Let’s get shakin’

Chef Hunter Lee

It’s finally getting close, cooler evenings and mild pleasant mornings here in the south. It’s one of my favorite time of year. It’s also getting close to one pot season, as I like to call it. 

Soups, gumbo’s, stews, chili, pot pies, chicken and dumplings. You know, all the things us southerners love that aren’t always the healthiest but are great for warming the kitchen and sometimes even the soul. 

This recipe is one of my favorites and something I make often in the fall and winter.

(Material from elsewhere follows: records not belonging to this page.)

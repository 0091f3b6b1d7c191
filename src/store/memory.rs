//! In-memory entitlement store used by the engine and router tests.
//!
//! Mirrors the transactional semantics of the Postgres store: every
//! operation runs under a single mutex, so a redemption's key check, key
//! flip, and session upsert are observed as one atomic step.

use std::collections::HashMap;
use std::sync::Mutex;

use async_trait::async_trait;
use chrono::{DateTime, Utc};

use crate::models::{
    file_entry::FileEntry,
    license_key::{LicenseKey, STATUS_USED},
    session::Session,
};

use super::{EntitlementStore, RedeemOutcome, StoreError};

#[derive(Default)]
pub struct MemoryStore {
    inner: Mutex<Inner>,
}

#[derive(Default)]
struct Inner {
    keys: HashMap<String, LicenseKey>,
    sessions: HashMap<String, Session>,
    files: HashMap<String, FileEntry>,
}

impl MemoryStore {
    pub fn new() -> Self {
        Self::default()
    }

    /// Seed a session row directly, bypassing redemption. Lets tests set up
    /// expired sessions, which no engine path can create.
    pub fn put_session(&self, session: Session) {
        let mut inner = self.inner.lock().expect("store mutex poisoned");
        inner.sessions.insert(session.account_id.clone(), session);
    }

    /// Fetch a key without going through the trait, for assertions.
    pub fn get_key(&self, key: &str) -> Option<LicenseKey> {
        let inner = self.inner.lock().expect("store mutex poisoned");
        inner.keys.get(key).cloned()
    }
}

#[async_trait]
impl EntitlementStore for MemoryStore {
    async fn ping(&self) -> Result<(), StoreError> {
        Ok(())
    }

    async fn insert_key(&self, key: &LicenseKey) -> Result<(), StoreError> {
        let mut inner = self.inner.lock().expect("store mutex poisoned");
        inner.keys.insert(key.key.clone(), key.clone());
        Ok(())
    }

    async fn list_keys(&self) -> Result<Vec<LicenseKey>, StoreError> {
        let inner = self.inner.lock().expect("store mutex poisoned");
        Ok(inner.keys.values().cloned().collect())
    }

    async fn redeem_key(
        &self,
        key: &str,
        account_id: &str,
        now: DateTime<Utc>,
    ) -> Result<RedeemOutcome, StoreError> {
        let mut inner = self.inner.lock().expect("store mutex poisoned");

        let Some(license) = inner.keys.get_mut(key) else {
            return Ok(RedeemOutcome::UnknownKey);
        };

        if license.is_used() {
            return Ok(RedeemOutcome::AlreadyUsed);
        }

        license.status = STATUS_USED.to_string();
        license.used_at = Some(now);
        license.used_by = Some(account_id.to_string());
        let expires_at = now + license.duration();

        // Upsert preserving the original creation time, like the Postgres
        // ON CONFLICT clause.
        let created_at = inner
            .sessions
            .get(account_id)
            .map(|existing| existing.created_at)
            .unwrap_or(now);
        let session = Session {
            account_id: account_id.to_string(),
            expires_at,
            created_at,
        };
        inner.sessions.insert(account_id.to_string(), session.clone());

        Ok(RedeemOutcome::Redeemed(session))
    }

    async fn session(&self, account_id: &str) -> Result<Option<Session>, StoreError> {
        let inner = self.inner.lock().expect("store mutex poisoned");
        Ok(inner.sessions.get(account_id).cloned())
    }

    async fn delete_session(&self, account_id: &str) -> Result<bool, StoreError> {
        let mut inner = self.inner.lock().expect("store mutex poisoned");
        Ok(inner.sessions.remove(account_id).is_some())
    }

    async fn file_entry(&self, name: &str) -> Result<Option<FileEntry>, StoreError> {
        let inner = self.inner.lock().expect("store mutex poisoned");
        Ok(inner.files.get(name).cloned())
    }

    async fn upsert_file_entry(&self, name: &str, locator: &str) -> Result<FileEntry, StoreError> {
        let mut inner = self.inner.lock().expect("store mutex poisoned");
        let entry = FileEntry {
            name: name.to_string(),
            locator: locator.to_string(),
            updated_at: Utc::now(),
        };
        inner.files.insert(name.to_string(), entry.clone());
        Ok(entry)
    }

    async fn list_file_entries(&self) -> Result<Vec<FileEntry>, StoreError> {
        let inner = self.inner.lock().expect("store mutex poisoned");
        let mut entries: Vec<FileEntry> = inner.files.values().cloned().collect();
        entries.sort_by(|a, b| a.name.cmp(&b.name));
        Ok(entries)
    }

    async fn delete_file_entry(&self, name: &str) -> Result<bool, StoreError> {
        let mut inner = self.inner.lock().expect("store mutex poisoned");
        Ok(inner.files.remove(name).is_some())
    }
}

#[cfg(test)]
mod tests {
    use super::*;
    use crate::models::license_key::STATUS_UNUSED;

    fn unused_key(key: &str, duration_hours: i32) -> LicenseKey {
        LicenseKey {
            key: key.to_string(),
            status: STATUS_UNUSED.to_string(),
            duration_hours,
            created_at: Utc::now(),
            used_at: None,
            used_by: None,
        }
    }

    #[tokio::test]
    async fn redeem_flips_key_and_creates_session() {
        let store = MemoryStore::new();
        store.insert_key(&unused_key("k1", 24)).await.unwrap();

        let now = Utc::now();
        let outcome = store.redeem_key("k1", "user@example.com", now).await.unwrap();

        match outcome {
            RedeemOutcome::Redeemed(session) => {
                assert_eq!(session.account_id, "user@example.com");
                assert_eq!(session.expires_at, now + chrono::Duration::hours(24));
            }
            other => panic!("expected redemption, got {other:?}"),
        }

        let key = store.get_key("k1").unwrap();
        assert!(key.is_used());
        assert_eq!(key.used_by.as_deref(), Some("user@example.com"));
    }

    #[tokio::test]
    async fn second_redemption_sees_used_key() {
        let store = MemoryStore::new();
        store.insert_key(&unused_key("k1", 24)).await.unwrap();

        let now = Utc::now();
        store.redeem_key("k1", "first@example.com", now).await.unwrap();
        let outcome = store.redeem_key("k1", "second@example.com", now).await.unwrap();

        assert!(matches!(outcome, RedeemOutcome::AlreadyUsed));
        // The losing redemption must not touch the winner's session.
        assert!(store.session("second@example.com").await.unwrap().is_none());
    }

    #[tokio::test]
    async fn unknown_key_is_reported() {
        let store = MemoryStore::new();
        let outcome = store
            .redeem_key("missing", "user@example.com", Utc::now())
            .await
            .unwrap();
        assert!(matches!(outcome, RedeemOutcome::UnknownKey));
    }
}
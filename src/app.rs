//! Router assembly and shared application state.

use std::sync::Arc;

use axum::{
    Router, middleware as axum_middleware,
    routing::{delete, get, post},
};
use sha2::{Digest, Sha256};
use tower_http::trace::TraceLayer;

use crate::{
    handlers,
    identity::IdentityVerifier,
    middleware,
    store::EntitlementStore,
    token::TokenSigner,
};

/// Shared state handed to every handler via Axum's State extraction.
///
/// The store and identity verifier sit behind trait objects: the engine
/// consumes them as black-box capabilities, and tests substitute in-memory
/// implementations. Everything here is immutable after startup.
#[derive(Clone)]
pub struct AppState {
    /// Durable keys, sessions, and file registry
    pub store: Arc<dyn EntitlementStore>,

    /// External identity provider client
    pub identity: Arc<dyn IdentityVerifier>,

    /// Session credential codec under the process-wide shared secret
    pub signer: TokenSigner,

    /// SHA-256 digest of the configured admin bearer token
    pub admin_token_digest: [u8; 32],
}

impl AppState {
    pub fn new(
        store: Arc<dyn EntitlementStore>,
        identity: Arc<dyn IdentityVerifier>,
        signer: TokenSigner,
        admin_token: &str,
    ) -> Self {
        Self {
            store,
            identity,
            signer,
            admin_token_digest: Sha256::digest(admin_token.as_bytes()).into(),
        }
    }
}

/// Build the HTTP router.
///
/// # Routes
///
/// Public:
/// - `GET /health`
/// - `POST /api/authorize`
/// - `POST /api/verify_session`
/// - `POST /api/status`
///
/// Admin (bearer-token gated):
/// - `POST`/`GET /api/admin/keys`
/// - `POST /api/admin/revoke`
/// - `POST`/`GET /api/admin/files`, `DELETE /api/admin/files/{name}`
pub fn router(state: AppState) -> Router {
    // Admin routes (bearer-token authentication required)
    let admin_routes = Router::new()
        .route("/api/admin/keys", post(handlers::admin::create_key))
        .route("/api/admin/keys", get(handlers::admin::list_keys))
        .route("/api/admin/revoke", post(handlers::admin::revoke_session))
        .route("/api/admin/files", post(handlers::files::register_file))
        .route("/api/admin/files", get(handlers::files::list_files))
        .route("/api/admin/files/{name}", delete(handlers::files::delete_file))
        // Apply admin authentication middleware to all routes in this group
        .route_layer(axum_middleware::from_fn_with_state(
            state.clone(),
            middleware::auth::admin_auth_middleware,
        ));

    Router::new()
        // Public routes (no authentication beyond the request body itself)
        .route("/health", get(handlers::health::health_check))
        .route("/api/authorize", post(handlers::authorize::authorize))
        .route("/api/verify_session", post(handlers::verify::verify_session))
        .route("/api/status", post(handlers::status::entitlement_status))
        // Merge admin routes
        .merge(admin_routes)
        // Add distributed tracing middleware for observability
        .layer(TraceLayer::new_for_http())
        // Share application state with all handlers via State extraction
        .with_state(state)
}
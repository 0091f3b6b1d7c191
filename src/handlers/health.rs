//! Health check endpoint for service monitoring.

use crate::{app::AppState, error::AppError};
use axum::{Json, extract::State};
use chrono::{DateTime, Utc};
use serde::Serialize;

/// Health check response.
///
/// Returns service status and entitlement store connectivity.
#[derive(Debug, Serialize)]
pub struct HealthResponse {
    /// Overall service status
    pub status: String,

    /// Entitlement store connection status
    pub store: String,

    /// Current server timestamp
    pub timestamp: DateTime<Utc>,
}

/// Health check handler.
///
/// # Checks
///
/// - Entitlement store connectivity (cheap probe)
///
/// # Response (200 OK)
///
/// ```json
/// {
///   "status": "healthy",
///   "store": "connected",
///   "timestamp": "2026-08-06T19:00:00Z"
/// }
/// ```
///
/// # Response (500 / 503)
///
/// If the store is unreachable or times out, returns the standard error
/// envelope.
pub async fn health_check(State(state): State<AppState>) -> Result<Json<HealthResponse>, AppError> {
    // Verify store connectivity with a cheap probe
    state.store.ping().await?;

    Ok(Json(HealthResponse {
        status: "healthy".to_string(),
        store: "connected".to_string(),
        timestamp: Utc::now(),
    }))
}
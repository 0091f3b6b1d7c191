//! Administrative HTTP handlers for license keys and sessions.
//!
//! All routes in this module sit behind the admin bearer-token middleware.

use axum::{Json, extract::State, http::StatusCode, response::IntoResponse};
use serde::Serialize;

use crate::{
    app::AppState,
    error::AppError,
    models::license_key::{CreateKeyRequest, LicenseKey, RevokeSessionRequest},
    services::authorization,
};

/// Response body for session revocation.
#[derive(Debug, Serialize)]
pub struct RevokeSessionResponse {
    /// Whether a session row existed and was deleted
    pub revoked: bool,
}

/// Generate a new license key.
///
/// # Endpoint
///
/// `POST /api/admin/keys`
///
/// # Request Body
///
/// ```json
/// {
///   "duration_hours": 24
/// }
/// ```
///
/// # Responses
///
/// - **201 Created**: the generated key record; the key text is shown here
///   and handed to the customer out of band
/// - **400**: missing or non-positive duration
/// - **401**: invalid admin token
pub async fn create_key(
    State(state): State<AppState>,
    Json(request): Json<CreateKeyRequest>,
) -> Result<impl IntoResponse, AppError> {
    let duration_hours = request
        .duration_hours
        .ok_or_else(|| AppError::InvalidRequest("duration_hours is required".to_string()))?;

    let key = authorization::create_license_key(&state, duration_hours).await?;

    Ok((StatusCode::CREATED, Json(key)))
}

/// List all license keys, newest first.
///
/// # Endpoint
///
/// `GET /api/admin/keys`
///
/// # Responses
///
/// - **200 OK**: array of key records, including consumption state
/// - **401**: invalid admin token
pub async fn list_keys(State(state): State<AppState>) -> Result<Json<Vec<LicenseKey>>, AppError> {
    let keys = state.store.list_keys().await?;

    Ok(Json(keys))
}

/// Revoke an account's session.
///
/// # Endpoint
///
/// `POST /api/admin/revoke`
///
/// # Request Body
///
/// ```json
/// {
///   "account_id": "user@example.com"
/// }
/// ```
///
/// # Responses
///
/// - **200 OK**: `{"revoked": true}` if a row existed, `{"revoked": false}`
///   otherwise (idempotent)
/// - **400**: missing account id
/// - **401**: invalid admin token
///
/// Already-issued session credentials stay valid until their embedded
/// expiry; revocation only closes the renewal path.
pub async fn revoke_session(
    State(state): State<AppState>,
    Json(request): Json<RevokeSessionRequest>,
) -> Result<Json<RevokeSessionResponse>, AppError> {
    let account_id = request
        .account_id
        .as_deref()
        .filter(|a| !a.is_empty())
        .ok_or_else(|| AppError::InvalidRequest("account_id is required".to_string()))?;

    let revoked = authorization::revoke_session(&state, account_id).await?;

    Ok(Json(RevokeSessionResponse { revoked }))
}
//! License Entitlement Server - Main Application Entry Point
//!
//! This is a REST API server that issues and validates time-limited access
//! grants for a distributable software module. Clients prove identity via a
//! third-party identity token, redeem single-use license keys to activate
//! time-bounded entitlements, and receive compact signed session
//! credentials that disconnected components can verify offline.
//!
//! # Architecture
//!
//! - **Web Framework**: Axum (async HTTP server)
//! - **Database**: PostgreSQL with sqlx (async queries)
//! - **Identity**: external token-introspection provider
//! - **Credentials**: HMAC-SHA256 signed tokens under a shared secret
//! - **Format**: JSON requests/responses
//!
//! # Startup Flow
//!
//! 1. Load configuration from environment variables
//! 2. Create database connection pool
//! 3. Run database migrations
//! 4. Assemble application state (store, identity verifier, signer)
//! 5. Build HTTP router and start server on configured port

mod app;
mod config;
mod db;
mod error;
mod handlers;
mod identity;
mod middleware;
mod models;
mod services;
mod store;
mod token;

use std::sync::Arc;
use std::time::Duration;

use tracing_subscriber::EnvFilter;

#[tokio::main]
async fn main() -> anyhow::Result<()> {
    // Initialize logging with tracing subscriber. Reads RUST_LOG environment variable (defaults to "info" level)
    tracing_subscriber::fmt()
        .with_env_filter(EnvFilter::try_from_default_env().unwrap_or_else(|_| "info".into()))
        .init();

    // Load configuration
    let config = config::Config::from_env()?;
    tracing::info!("Configuration loaded");

    // Create database pool
    let pool = db::create_pool(&config.database_url).await?;
    tracing::info!("Database pool created");

    // Run migrations
    db::run_migrations(&pool).await?;
    tracing::info!("Database migrations complete");

    // Assemble application state: explicit handles, no ambient globals
    let store = Arc::new(store::postgres::PgStore::new(
        pool,
        Duration::from_millis(config.store_timeout_ms),
    ));
    let identity = Arc::new(identity::HttpIdentityVerifier::new(
        config.identity_provider_url.clone(),
    )?);
    let signer = token::TokenSigner::new(config.session_secret.clone());
    let state = app::AppState::new(store, identity, signer, &config.admin_token);

    let app = app::router(state);

    // Bind to network address and start server
    let addr = format!("0.0.0.0:{}", config.server_port);
    let listener = tokio::net::TcpListener::bind(&addr).await?;
    tracing::info!("Server listening on {}", addr);

    // Start serving HTTP requests
    // This blocks forever, handling requests concurrently with tokio
    axum::serve(listener, app).await?;

    Ok(())
}
//! HTTP middleware components.
//!
//! Middleware are functions that run before route handlers.
//! They can:
//! - Authenticate requests
//! - Short-circuit requests (reject unauthorized)

/// Admin bearer-token authentication middleware
pub mod auth;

Oh and of course you can’t beat it with a fresh pan of cornbread. 

Getting about that time ya’ll

Southern pinto beans w/ham hock and sausage 

Ingredients

2 pound dry pinto beans

8 cups water

4 cups beef broth 

1 large, meaty ham hock

1 lb of your favorite sausage 

1 large onion, chopped

1 large chopped bell pepper

2 cans of rotel tomatoes w/green Chili’s 

3 tbs of sugar

2 cloves garlic, minced

4 teaspoon chili powder

4 teaspoon salt, or to taste

1/4 teaspoon ground black pepper, or to taste

2 tablespoons of Benwood’s Surely Southern seasoning (or Cajun seasoning of your choice)

Prep

Place the beans and water in a large stockpot. Add the ham hock, onion and garlic. Season with chili powder, salt and pepper and Benwood’s. Bring to a boil, and cook for 2 minutes. Cover, and remove from heat. Let stand for one hour.

Return the pot to the heat, and bring to a boil once again. Reduce heat to medium-low, and simmer for at least 3 hours to blend flavors. The longer you simmer, the thicker the broth will become. I like to cook mine for about 6 hours.

Remove the ham hock from the broth, and let cool. Remove the meat from the bone, and return the meat to the stockpot, discarding the bone. Adjust seasonings to taste.

Remember, “treat your kitchen, treat yourself”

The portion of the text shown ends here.